#### Entries provided

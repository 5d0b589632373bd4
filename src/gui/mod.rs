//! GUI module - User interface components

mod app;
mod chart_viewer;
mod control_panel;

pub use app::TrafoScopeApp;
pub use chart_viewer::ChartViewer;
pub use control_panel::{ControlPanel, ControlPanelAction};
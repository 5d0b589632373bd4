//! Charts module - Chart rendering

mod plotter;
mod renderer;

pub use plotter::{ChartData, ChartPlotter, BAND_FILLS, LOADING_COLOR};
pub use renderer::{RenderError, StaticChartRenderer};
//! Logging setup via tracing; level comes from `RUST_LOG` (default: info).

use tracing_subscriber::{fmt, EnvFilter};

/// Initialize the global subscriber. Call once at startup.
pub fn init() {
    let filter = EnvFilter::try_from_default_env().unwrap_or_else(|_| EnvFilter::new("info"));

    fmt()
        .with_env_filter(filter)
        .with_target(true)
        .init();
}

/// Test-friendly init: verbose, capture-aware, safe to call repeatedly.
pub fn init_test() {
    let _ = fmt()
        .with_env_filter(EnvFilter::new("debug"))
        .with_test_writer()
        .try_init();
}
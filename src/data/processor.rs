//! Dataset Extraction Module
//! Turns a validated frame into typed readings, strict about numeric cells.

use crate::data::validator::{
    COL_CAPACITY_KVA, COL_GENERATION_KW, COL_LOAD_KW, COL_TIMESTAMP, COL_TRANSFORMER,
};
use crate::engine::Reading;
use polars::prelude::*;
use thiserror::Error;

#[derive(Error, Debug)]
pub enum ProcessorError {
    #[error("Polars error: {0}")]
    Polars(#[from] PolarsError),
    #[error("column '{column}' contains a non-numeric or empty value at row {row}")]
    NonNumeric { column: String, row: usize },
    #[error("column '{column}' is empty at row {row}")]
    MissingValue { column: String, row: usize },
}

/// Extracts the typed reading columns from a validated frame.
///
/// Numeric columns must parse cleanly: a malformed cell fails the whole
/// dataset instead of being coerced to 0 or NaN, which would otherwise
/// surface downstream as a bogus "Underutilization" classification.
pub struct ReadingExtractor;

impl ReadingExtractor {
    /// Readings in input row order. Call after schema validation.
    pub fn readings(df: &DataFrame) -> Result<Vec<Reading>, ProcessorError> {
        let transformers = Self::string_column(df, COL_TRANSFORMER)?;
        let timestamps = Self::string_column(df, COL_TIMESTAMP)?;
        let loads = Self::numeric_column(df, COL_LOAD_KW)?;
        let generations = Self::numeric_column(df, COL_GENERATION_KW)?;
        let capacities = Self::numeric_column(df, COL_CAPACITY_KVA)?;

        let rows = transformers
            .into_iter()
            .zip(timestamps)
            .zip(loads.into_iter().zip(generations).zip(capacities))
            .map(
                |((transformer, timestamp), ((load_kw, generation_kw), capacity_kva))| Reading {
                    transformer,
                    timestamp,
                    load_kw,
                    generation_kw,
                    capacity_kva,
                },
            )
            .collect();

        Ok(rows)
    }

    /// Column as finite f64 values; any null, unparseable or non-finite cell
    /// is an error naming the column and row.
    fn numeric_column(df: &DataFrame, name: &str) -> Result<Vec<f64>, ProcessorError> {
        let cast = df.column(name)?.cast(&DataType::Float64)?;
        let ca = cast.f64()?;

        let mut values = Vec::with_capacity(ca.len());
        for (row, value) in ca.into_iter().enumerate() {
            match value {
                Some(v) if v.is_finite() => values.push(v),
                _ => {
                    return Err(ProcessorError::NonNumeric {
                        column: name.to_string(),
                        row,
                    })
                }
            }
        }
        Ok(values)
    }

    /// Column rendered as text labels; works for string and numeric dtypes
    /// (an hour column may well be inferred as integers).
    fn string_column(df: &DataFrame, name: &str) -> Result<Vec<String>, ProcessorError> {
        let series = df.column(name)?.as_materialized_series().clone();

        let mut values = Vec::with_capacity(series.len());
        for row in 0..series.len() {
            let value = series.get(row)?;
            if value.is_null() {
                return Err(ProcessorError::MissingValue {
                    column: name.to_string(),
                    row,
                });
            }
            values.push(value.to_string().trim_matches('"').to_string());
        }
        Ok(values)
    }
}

########

Task description | Reply with nothing except the number of lines in the records that include the word "push".

Response | 2